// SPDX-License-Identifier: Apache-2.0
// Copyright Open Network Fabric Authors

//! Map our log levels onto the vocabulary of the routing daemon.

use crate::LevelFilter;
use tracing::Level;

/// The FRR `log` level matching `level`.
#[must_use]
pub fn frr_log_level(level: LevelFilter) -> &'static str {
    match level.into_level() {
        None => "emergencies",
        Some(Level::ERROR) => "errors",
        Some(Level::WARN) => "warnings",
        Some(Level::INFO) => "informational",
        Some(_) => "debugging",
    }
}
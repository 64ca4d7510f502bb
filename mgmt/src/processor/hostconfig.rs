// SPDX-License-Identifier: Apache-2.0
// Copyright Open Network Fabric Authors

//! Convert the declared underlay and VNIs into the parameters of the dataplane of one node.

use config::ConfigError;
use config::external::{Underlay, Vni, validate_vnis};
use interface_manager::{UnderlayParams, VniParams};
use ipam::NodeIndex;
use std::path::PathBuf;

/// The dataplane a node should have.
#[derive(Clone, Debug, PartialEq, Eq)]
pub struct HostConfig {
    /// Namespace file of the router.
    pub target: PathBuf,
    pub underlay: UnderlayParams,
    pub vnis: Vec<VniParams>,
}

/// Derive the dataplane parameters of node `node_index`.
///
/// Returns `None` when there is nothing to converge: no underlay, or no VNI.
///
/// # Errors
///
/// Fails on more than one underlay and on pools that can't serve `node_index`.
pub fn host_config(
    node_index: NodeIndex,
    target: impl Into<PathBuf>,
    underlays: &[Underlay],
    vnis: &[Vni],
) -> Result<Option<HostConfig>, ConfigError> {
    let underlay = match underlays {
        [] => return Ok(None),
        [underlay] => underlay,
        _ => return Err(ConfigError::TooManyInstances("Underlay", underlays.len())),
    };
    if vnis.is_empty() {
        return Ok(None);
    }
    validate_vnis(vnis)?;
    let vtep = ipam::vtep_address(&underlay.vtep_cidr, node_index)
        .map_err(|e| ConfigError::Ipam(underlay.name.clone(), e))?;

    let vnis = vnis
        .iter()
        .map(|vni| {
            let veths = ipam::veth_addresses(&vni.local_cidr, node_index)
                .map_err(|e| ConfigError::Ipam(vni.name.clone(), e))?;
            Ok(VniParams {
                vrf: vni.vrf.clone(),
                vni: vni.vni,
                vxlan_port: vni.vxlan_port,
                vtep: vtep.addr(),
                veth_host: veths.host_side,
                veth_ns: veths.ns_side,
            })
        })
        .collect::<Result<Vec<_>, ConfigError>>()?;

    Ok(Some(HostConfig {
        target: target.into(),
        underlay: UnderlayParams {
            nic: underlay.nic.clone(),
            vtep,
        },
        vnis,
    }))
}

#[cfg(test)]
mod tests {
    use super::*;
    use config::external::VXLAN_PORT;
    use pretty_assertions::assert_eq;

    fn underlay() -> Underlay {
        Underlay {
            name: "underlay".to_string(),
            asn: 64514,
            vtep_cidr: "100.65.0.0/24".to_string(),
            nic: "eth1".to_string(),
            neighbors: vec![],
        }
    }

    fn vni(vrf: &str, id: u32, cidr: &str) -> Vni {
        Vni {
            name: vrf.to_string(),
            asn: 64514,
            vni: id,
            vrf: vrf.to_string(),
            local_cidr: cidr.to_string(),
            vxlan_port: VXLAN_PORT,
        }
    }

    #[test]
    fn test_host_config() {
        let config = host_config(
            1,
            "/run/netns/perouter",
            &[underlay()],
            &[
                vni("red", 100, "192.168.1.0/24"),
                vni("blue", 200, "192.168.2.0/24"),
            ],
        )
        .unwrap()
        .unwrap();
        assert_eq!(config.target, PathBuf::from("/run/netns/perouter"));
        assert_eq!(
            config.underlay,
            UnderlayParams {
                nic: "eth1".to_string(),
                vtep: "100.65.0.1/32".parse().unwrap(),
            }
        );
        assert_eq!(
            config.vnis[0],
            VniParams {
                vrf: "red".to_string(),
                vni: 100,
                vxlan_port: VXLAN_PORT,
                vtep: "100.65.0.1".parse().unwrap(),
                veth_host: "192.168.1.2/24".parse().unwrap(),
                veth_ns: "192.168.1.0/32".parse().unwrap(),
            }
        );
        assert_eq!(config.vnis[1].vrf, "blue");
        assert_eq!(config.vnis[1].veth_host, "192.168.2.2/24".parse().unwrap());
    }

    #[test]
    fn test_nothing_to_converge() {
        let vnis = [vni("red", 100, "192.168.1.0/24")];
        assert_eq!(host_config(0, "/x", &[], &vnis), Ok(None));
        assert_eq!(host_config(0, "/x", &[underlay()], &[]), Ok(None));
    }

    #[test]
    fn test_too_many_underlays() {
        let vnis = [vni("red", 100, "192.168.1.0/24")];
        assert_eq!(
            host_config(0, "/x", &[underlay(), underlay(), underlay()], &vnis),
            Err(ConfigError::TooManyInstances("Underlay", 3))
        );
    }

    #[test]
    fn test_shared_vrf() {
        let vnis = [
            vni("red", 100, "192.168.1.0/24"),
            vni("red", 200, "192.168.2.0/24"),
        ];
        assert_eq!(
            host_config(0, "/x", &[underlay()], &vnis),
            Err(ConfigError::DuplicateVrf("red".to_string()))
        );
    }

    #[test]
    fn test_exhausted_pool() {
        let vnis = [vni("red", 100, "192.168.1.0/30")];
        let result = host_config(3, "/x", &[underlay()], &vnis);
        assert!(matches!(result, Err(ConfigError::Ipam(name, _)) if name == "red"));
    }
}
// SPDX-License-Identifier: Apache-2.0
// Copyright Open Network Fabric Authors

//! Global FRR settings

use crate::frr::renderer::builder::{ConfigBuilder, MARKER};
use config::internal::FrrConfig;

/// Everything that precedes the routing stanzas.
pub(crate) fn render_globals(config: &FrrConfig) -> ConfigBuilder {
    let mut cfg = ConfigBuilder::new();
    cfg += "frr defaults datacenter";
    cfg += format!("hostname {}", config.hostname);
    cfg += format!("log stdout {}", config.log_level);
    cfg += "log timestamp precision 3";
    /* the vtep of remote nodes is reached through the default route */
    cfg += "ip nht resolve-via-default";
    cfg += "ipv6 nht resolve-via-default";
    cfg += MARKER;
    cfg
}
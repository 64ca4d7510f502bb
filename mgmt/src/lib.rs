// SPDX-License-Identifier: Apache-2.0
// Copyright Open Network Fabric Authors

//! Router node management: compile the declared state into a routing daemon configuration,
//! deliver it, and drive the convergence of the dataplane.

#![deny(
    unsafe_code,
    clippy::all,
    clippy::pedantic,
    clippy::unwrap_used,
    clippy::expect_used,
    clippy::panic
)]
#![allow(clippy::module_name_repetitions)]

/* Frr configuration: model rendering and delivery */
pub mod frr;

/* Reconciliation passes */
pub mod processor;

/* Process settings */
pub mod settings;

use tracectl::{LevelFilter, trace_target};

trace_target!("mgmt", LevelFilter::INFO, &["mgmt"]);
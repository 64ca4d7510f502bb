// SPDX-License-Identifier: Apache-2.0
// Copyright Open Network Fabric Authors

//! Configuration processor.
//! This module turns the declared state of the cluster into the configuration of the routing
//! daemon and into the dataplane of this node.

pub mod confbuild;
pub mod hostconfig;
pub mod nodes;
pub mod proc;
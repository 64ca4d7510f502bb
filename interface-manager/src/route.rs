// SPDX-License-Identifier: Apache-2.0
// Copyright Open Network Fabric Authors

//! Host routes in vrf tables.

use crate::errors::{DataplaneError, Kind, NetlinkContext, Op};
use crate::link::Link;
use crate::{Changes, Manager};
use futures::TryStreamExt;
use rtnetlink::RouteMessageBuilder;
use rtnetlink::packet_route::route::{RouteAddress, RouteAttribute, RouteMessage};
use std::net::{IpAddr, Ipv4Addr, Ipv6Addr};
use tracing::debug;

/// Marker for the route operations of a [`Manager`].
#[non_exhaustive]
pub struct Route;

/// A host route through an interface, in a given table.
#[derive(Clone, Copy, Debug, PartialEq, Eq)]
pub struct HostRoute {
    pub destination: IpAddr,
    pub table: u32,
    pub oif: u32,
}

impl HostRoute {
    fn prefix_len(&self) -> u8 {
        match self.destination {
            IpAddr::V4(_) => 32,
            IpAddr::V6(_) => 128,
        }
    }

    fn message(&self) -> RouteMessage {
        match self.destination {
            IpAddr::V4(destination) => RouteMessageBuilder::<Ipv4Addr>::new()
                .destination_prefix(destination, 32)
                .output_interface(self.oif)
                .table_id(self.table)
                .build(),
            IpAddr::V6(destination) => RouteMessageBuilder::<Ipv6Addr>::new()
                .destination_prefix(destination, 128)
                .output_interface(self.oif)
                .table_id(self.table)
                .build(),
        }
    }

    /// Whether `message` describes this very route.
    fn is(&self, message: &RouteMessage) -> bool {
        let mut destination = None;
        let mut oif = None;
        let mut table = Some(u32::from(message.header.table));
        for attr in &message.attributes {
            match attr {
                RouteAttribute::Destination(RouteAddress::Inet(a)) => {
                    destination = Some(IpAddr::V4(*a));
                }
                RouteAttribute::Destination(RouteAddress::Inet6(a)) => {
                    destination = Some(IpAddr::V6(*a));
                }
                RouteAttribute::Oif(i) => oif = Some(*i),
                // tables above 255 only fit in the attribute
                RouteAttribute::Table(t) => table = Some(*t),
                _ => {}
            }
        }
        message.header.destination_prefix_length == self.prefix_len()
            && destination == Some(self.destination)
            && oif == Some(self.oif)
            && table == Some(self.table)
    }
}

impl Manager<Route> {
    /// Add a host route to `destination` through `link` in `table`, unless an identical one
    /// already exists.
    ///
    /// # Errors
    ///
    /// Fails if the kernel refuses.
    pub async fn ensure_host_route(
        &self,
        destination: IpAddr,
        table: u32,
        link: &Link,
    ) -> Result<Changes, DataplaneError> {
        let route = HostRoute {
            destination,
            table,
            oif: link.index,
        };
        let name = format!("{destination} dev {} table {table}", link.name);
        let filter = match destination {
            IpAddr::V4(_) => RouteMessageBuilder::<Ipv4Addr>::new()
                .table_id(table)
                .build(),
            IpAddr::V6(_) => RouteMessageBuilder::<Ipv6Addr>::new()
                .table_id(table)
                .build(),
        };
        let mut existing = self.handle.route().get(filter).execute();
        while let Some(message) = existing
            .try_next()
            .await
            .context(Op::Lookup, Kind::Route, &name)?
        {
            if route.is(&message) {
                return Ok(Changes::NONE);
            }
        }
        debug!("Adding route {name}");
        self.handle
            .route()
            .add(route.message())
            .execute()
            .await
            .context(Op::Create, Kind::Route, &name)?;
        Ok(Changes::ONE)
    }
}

...

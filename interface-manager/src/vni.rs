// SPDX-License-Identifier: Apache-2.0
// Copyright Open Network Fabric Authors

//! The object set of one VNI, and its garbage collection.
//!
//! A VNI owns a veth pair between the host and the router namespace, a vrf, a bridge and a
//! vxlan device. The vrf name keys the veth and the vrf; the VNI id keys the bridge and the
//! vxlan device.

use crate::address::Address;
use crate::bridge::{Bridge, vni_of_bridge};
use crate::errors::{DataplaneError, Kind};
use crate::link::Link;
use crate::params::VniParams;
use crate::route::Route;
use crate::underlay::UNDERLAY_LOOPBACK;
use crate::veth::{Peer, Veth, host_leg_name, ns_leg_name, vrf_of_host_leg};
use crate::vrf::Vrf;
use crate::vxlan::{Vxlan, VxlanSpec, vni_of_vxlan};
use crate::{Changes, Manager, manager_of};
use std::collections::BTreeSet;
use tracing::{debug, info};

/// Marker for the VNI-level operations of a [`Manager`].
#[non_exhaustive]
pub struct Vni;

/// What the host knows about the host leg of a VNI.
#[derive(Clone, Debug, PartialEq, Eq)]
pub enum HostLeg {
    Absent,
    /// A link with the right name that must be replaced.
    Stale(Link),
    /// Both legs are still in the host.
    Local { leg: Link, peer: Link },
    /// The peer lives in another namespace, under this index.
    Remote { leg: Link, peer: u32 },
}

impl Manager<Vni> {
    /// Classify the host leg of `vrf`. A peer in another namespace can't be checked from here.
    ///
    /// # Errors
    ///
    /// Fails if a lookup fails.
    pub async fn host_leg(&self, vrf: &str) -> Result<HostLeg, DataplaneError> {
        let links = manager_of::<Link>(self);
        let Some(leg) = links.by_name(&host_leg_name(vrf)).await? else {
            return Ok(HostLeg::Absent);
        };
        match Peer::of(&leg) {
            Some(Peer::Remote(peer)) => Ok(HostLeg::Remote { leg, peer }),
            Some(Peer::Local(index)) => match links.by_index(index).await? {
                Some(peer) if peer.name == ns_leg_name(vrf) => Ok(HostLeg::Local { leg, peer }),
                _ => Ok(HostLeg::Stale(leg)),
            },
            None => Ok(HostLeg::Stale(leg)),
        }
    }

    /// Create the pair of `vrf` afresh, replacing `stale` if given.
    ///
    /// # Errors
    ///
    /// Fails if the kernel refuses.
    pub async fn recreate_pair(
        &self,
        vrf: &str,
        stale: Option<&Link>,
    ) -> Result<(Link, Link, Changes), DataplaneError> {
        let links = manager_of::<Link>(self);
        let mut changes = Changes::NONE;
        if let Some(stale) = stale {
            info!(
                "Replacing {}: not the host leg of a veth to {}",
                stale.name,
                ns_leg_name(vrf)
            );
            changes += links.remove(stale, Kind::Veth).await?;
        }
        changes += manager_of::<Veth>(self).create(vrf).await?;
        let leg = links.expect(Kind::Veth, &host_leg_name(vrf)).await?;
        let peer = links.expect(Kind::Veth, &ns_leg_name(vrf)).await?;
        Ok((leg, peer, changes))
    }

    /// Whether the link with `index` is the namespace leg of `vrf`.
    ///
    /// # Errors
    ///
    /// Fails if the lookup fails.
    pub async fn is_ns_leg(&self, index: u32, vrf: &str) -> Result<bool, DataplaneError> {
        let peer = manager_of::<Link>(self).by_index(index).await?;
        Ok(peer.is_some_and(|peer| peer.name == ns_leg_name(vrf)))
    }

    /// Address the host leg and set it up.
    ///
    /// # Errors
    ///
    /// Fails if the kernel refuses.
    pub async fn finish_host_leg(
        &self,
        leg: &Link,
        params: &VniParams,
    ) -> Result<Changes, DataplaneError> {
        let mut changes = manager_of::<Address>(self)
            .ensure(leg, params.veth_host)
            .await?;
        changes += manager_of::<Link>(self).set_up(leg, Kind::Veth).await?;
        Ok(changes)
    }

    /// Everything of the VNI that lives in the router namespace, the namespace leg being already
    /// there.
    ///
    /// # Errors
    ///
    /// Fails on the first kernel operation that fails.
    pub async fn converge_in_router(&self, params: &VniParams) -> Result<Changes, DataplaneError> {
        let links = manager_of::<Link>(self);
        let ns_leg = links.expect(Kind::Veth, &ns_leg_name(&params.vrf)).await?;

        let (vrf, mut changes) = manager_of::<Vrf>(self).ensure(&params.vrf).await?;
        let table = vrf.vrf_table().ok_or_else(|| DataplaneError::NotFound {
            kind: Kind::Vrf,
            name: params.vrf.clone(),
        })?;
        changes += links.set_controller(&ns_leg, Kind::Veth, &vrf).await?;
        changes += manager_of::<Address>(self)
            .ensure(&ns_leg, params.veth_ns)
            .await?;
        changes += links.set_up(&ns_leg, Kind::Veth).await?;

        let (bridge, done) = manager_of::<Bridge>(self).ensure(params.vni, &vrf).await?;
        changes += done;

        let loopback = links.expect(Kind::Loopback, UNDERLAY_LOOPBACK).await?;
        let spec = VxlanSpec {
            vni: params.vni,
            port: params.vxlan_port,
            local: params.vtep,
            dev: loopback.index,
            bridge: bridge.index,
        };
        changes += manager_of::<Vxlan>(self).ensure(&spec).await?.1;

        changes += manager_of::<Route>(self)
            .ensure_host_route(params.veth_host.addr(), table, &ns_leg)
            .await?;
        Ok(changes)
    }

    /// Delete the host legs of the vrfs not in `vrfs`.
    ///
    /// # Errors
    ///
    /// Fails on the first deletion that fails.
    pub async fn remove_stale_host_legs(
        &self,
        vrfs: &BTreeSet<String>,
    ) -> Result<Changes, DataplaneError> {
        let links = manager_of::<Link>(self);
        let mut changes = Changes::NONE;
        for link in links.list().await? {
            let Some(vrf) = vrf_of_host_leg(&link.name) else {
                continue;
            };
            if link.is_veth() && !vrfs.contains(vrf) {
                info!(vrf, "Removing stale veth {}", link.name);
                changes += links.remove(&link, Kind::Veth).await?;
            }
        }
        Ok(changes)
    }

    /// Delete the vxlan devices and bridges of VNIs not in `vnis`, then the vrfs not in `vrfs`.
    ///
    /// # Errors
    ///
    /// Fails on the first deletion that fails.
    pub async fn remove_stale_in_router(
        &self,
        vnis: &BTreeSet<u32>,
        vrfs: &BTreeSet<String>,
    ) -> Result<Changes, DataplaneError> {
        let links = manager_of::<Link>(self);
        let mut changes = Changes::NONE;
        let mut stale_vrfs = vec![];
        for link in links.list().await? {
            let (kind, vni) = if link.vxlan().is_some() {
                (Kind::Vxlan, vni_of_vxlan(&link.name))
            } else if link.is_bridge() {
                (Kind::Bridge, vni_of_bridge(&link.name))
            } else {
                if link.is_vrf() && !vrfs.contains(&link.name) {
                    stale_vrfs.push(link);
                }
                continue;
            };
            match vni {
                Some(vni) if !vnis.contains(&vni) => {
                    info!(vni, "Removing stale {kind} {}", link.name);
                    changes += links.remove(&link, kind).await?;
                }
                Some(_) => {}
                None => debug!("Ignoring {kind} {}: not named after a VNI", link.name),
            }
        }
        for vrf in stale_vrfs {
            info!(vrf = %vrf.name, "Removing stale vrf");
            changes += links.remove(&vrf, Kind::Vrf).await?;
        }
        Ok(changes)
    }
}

● **Problem to work on**:
How many lines of the preceding listing hold the string "LevelFilter"? Answer with the number only.

● **Reply to the task**:
4